Georgia women take down top-seeded Cardinal
Stanford will miss out on Final Four for the first time in five years after falling, 61-59, in the Sweet 16.
The Associated Press
SPOKANE — Somehow the enormous shock of seeing Stanford's run of five straight trips to the Final Four come to a premature end didn't carry that much sting.
Along with the sense of disappointment came perspective for what the top-seeded Cardinal accomplished.
"I think the reason that I'm not going ballistic right now is we're 33-3," Stanford star Chiney Ogwumike said. "That was a huge achievement for our program."
Still, it's surprising that for the first time since 2007, Stanford won't be playing for a spot in the Final Four.

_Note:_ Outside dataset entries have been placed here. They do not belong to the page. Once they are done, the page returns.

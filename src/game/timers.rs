//! Scheduled-task queue keyed by (entity, action)
//!
//! Every delayed effect in a match lives here and fires on the match task.

use std::collections::{BTreeMap, HashMap};

use tokio::time::Instant;
use uuid::Uuid;

/// What a pending timer will do when it fires
#[derive(Debug, Clone, PartialEq, Eq, Hash)]
pub enum TimerKey {
    /// Waiting -> Active after the settle delay
    StartMatch,
    /// One second of match countdown
    CountdownTick,
    /// Ended -> Waiting, clearing the arena
    ResetMatch,
    /// Bring an eliminated player back
    RespawnPlayer(Uuid),
    /// Take the special weapon back from its holder
    WeaponExpiry(Uuid),
    RespawnHealthPack(String),
    RespawnSpecialWeapon,
    /// Drop projectile bookkeeping
    ExpireProjectile(Uuid),
}

impl TimerKey {
    /// Player this timer acts on, if any
    pub fn player(&self) -> Option<Uuid> {
        match self {
            TimerKey::RespawnPlayer(id) | TimerKey::WeaponExpiry(id) => Some(*id),
            _ => None,
        }
    }

    /// Timers that belong to a running round and die with it
    pub fn is_round_scoped(&self) -> bool {
        matches!(
            self,
            TimerKey::RespawnPlayer(_)
                | TimerKey::WeaponExpiry(_)
                | TimerKey::RespawnHealthPack(_)
                | TimerKey::RespawnSpecialWeapon
                | TimerKey::ExpireProjectile(_)
        )
    }
}

/// Ordered timer queue. Each key is pending at most once.
#[derive(Debug, Default)]
pub struct Scheduler {
    queue: BTreeMap<(Instant, u64), TimerKey>,
    pending: HashMap<TimerKey, (Instant, u64)>,
    next_seq: u64,
}

impl Scheduler {
    pub fn new() -> Self {
        Self::default()
    }

    /// Schedule `key` at `at`. Returns false and leaves the existing
    /// deadline untouched if the key is already pending.
    pub fn schedule(&mut self, key: TimerKey, at: Instant) -> bool {
        if self.pending.contains_key(&key) {
            return false;
        }
        let slot = (at, self.next_seq);
        self.next_seq += 1;
        self.queue.insert(slot, key.clone());
        self.pending.insert(key, slot);
        true
    }

    /// Cancel a pending timer. Returns true if one was removed.
    pub fn cancel(&mut self, key: &TimerKey) -> bool {
        match self.pending.remove(key) {
            Some(slot) => {
                self.queue.remove(&slot);
                true
            }
            None => false,
        }
    }

    /// Cancel every pending timer matching `pred`, returning how many
    pub fn cancel_where(&mut self, pred: impl Fn(&TimerKey) -> bool) -> usize {
        let doomed: Vec<TimerKey> = self.pending.keys().filter(|k| pred(k)).cloned().collect();
        for key in &doomed {
            self.cancel(key);
        }
        doomed.len()
    }

    pub fn is_pending(&self, key: &TimerKey) -> bool {
        self.pending.contains_key(key)
    }

    pub fn deadline(&self, key: &TimerKey) -> Option<Instant> {
        self.pending.get(key).map(|(at, _)| *at)
    }

    /// Earliest deadline in the queue
    pub fn next_deadline(&self) -> Option<Instant> {
        self.queue.keys().next().map(|(at, _)| *at)
    }

    /// Remove and return the earliest timer due at or before `now`
    pub fn pop_due(&mut self, now: Instant) -> Option<(TimerKey, Instant)> {
        let (&slot, _) = self.queue.iter().next()?;
        if slot.0 > now {
            return None;
        }
        let key = self.queue.remove(&slot)?;
        self.pending.remove(&key);
        Some((key, slot.0))
    }

    pub fn len(&self) -> usize {
        self.pending.len()
    }

    pub fn is_empty(&self) -> bool {
        self.pending.is_empty()
    }

    pub fn clear(&mut self) {
        self.queue.clear();
        self.pending.clear();
    }
}

#[cfg(test)]
mod tests {
    use super::*;
    use std::time::Duration;

    #[test]
    fn test_pops_in_deadline_order() {
        let now = Instant::now();
        let mut scheduler = Scheduler::new();
        scheduler.schedule(TimerKey::ResetMatch, now + Duration::from_secs(10));
        scheduler.schedule(TimerKey::StartMatch, now + Duration::from_secs(2));
        scheduler.schedule(TimerKey::CountdownTick, now + Duration::from_secs(2));

        assert_eq!(scheduler.next_deadline(), Some(now + Duration::from_secs(2)));
        assert!(scheduler.pop_due(now).is_none());

        let later = now + Duration::from_secs(5);
        assert_eq!(scheduler.pop_due(later).map(|(k, _)| k), Some(TimerKey::StartMatch));
        assert_eq!(scheduler.pop_due(later).map(|(k, _)| k), Some(TimerKey::CountdownTick));
        assert!(scheduler.pop_due(later).is_none());
        assert_eq!(scheduler.len(), 1);
    }

    #[test]
    fn test_schedule_is_idempotent_per_key() {
        let now = Instant::now();
        let mut scheduler = Scheduler::new();
        assert!(scheduler.schedule(TimerKey::StartMatch, now + Duration::from_secs(2)));
        assert!(!scheduler.schedule(TimerKey::StartMatch, now + Duration::from_secs(5)));
        assert_eq!(
            scheduler.deadline(&TimerKey::StartMatch),
            Some(now + Duration::from_secs(2))
        );
        assert_eq!(scheduler.len(), 1);
    }

    #[test]
    fn test_cancel_by_player() {
        let now = Instant::now();
        let gone = Uuid::new_v4();
        let stays = Uuid::new_v4();
        let mut scheduler = Scheduler::new();
        scheduler.schedule(TimerKey::RespawnPlayer(gone), now);
        scheduler.schedule(TimerKey::WeaponExpiry(gone), now);
        scheduler.schedule(TimerKey::RespawnPlayer(stays), now);

        let removed = scheduler.cancel_where(|k| k.player() == Some(gone));
        assert_eq!(removed, 2);
        assert!(scheduler.is_pending(&TimerKey::RespawnPlayer(stays)));
        assert!(!scheduler.is_pending(&TimerKey::WeaponExpiry(gone)));
        assert_eq!(scheduler.pop_due(now).map(|(k, _)| k), Some(TimerKey::RespawnPlayer(stays)));
        assert!(scheduler.is_empty());
    }

    #[test]
    fn test_cancelled_key_can_be_rescheduled() {
        let now = Instant::now();
        let mut scheduler = Scheduler::new();
        scheduler.schedule(TimerKey::RespawnSpecialWeapon, now + Duration::from_secs(30));
        assert!(scheduler.cancel(&TimerKey::RespawnSpecialWeapon));
        assert!(!scheduler.cancel(&TimerKey::RespawnSpecialWeapon));
        assert!(scheduler.schedule(TimerKey::RespawnSpecialWeapon, now));
        assert_eq!(scheduler.next_deadline(), Some(now));
    }
}
//! Configuration module - environment variable parsing

use std::env;
use std::net::SocketAddr;
use std::path::PathBuf;

use crate::game::MatchRules;

/// Application configuration loaded from environment variables
#[derive(Clone, Debug)]
pub struct Config {
    /// Server binding address
    pub server_addr: SocketAddr,
    /// Log level (trace, debug, info, warn, error)
    pub log_level: String,
    /// Emit logs as JSON lines instead of human-readable text
    pub log_json: bool,
    /// Directory served for browser clients
    pub static_dir: PathBuf,
    /// Allowed client origins for CORS, comma-separated or `*`
    pub client_origin: String,
    /// Gameplay tunables
    pub rules: MatchRules,
}

impl Config {
    /// Load configuration from environment variables
    pub fn from_env() -> Result<Self, ConfigError> {
        Self::from_lookup(|key| env::var(key).ok())
    }

    /// Build from any key lookup, so tests need not touch the process environment
    pub fn from_lookup<F>(lookup: F) -> Result<Self, ConfigError>
    where
        F: Fn(&str) -> Option<String>,
    {
        // Hosting platforms provide PORT, fall back to SERVER_ADDR or default
        let server_addr = match lookup("PORT") {
            Some(port) => format!("0.0.0.0:{}", port),
            None => lookup("SERVER_ADDR").unwrap_or_else(|| "0.0.0.0:3000".to_string()),
        };

        let defaults = MatchRules::default();
        let min_players = parse_or(&lookup, "MIN_PLAYERS", defaults.min_players)?;
        if min_players == 0 {
            return Err(ConfigError::Invalid("MIN_PLAYERS"));
        }
        let match_duration_secs =
            parse_or(&lookup, "MATCH_DURATION_SECS", defaults.match_duration_secs)?;
        if match_duration_secs == 0 {
            return Err(ConfigError::Invalid("MATCH_DURATION_SECS"));
        }

        let log_json = match lookup("LOG_FORMAT").as_deref().map(str::trim) {
            None | Some("text") | Some("pretty") => false,
            Some("json") => true,
            Some(_) => return Err(ConfigError::Invalid("LOG_FORMAT")),
        };

        Ok(Self {
            server_addr: server_addr
                .parse()
                .map_err(|_| ConfigError::InvalidAddress(server_addr.clone()))?,
            log_level: lookup("LOG_LEVEL").unwrap_or_else(|| "info".to_string()),
            log_json,
            static_dir: lookup("STATIC_DIR")
                .unwrap_or_else(|| "public".to_string())
                .into(),
            client_origin: lookup("CLIENT_ORIGIN").unwrap_or_else(|| "*".to_string()),
            rules: MatchRules {
                min_players,
                match_duration_secs,
                ..defaults
            },
        })
    }
}

fn parse_or<F, T>(lookup: &F, key: &'static str, default: T) -> Result<T, ConfigError>
where
    F: Fn(&str) -> Option<String>,
    T: std::str::FromStr,
{
    match lookup(key) {
        Some(raw) => raw.trim().parse().map_err(|_| ConfigError::Invalid(key)),
        None => Ok(default),
    }
}

/// Configuration errors
#[derive(Debug, thiserror::Error)]
pub enum ConfigError {
    #[error("Invalid server address: {0}")]
    InvalidAddress(String),

    #[error("Invalid value for environment variable: {0}")]
    Invalid(&'static str),
}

Jasmine Hassell scored six of her 13 points in the final three minutes and fourth-seeded Georgia beat top-seeded Stanford 61-59 on Saturday night to reach the NCAA women's regional finals for the first time since 2004. Georgia will face No. 2-seeded California in the Elite Eight after the Bears beat LSU on Saturday.
Georgia overcame three major scoring droughts to oust the No. 1 seed from the Spokane Regional and end Stanford's hopes of reaching the Final Four for the sixth straight year.
Jasmine James led Georgia (28-6) with 16 points, including a pair of free throws with 23.5 seconds left that gave the Lady Bulldogs a 60-56 lead. It's the 11th trip to the regional finals in Georgia coach Andy Landers' tenure at Georgia.
"To finally make the next step and go to the Elite Eight and now to be going into another game to try to compete to go to the Final Four is definitely back to where Georgia basketball needs to be, trying to compete for a national championship," James said.
Ogwumike led Stanford (33-3) with 26 points, but was held to eight points in the second half. She also had 12 rebounds.
Amber Orrange added 17 points for Stanford, but was only 7 of 24 from the field. The Cardinal shot 29 percent in the second half and struggled to find open looks for Ogwumike. Second-leading scorer Joslyn Tinkle went more than 35 minutes of game time without scoring. She finished with five points.
"Obviously we competed," Stanford coach Tara VanDerveer said, "but we had to really go as hard as we could; we worked as hard as we could to get to where we are. And I'm disappointed because I have experienced more, going to the Final Four and winning a national championship. But I'm not disappointed with what this team accomplished."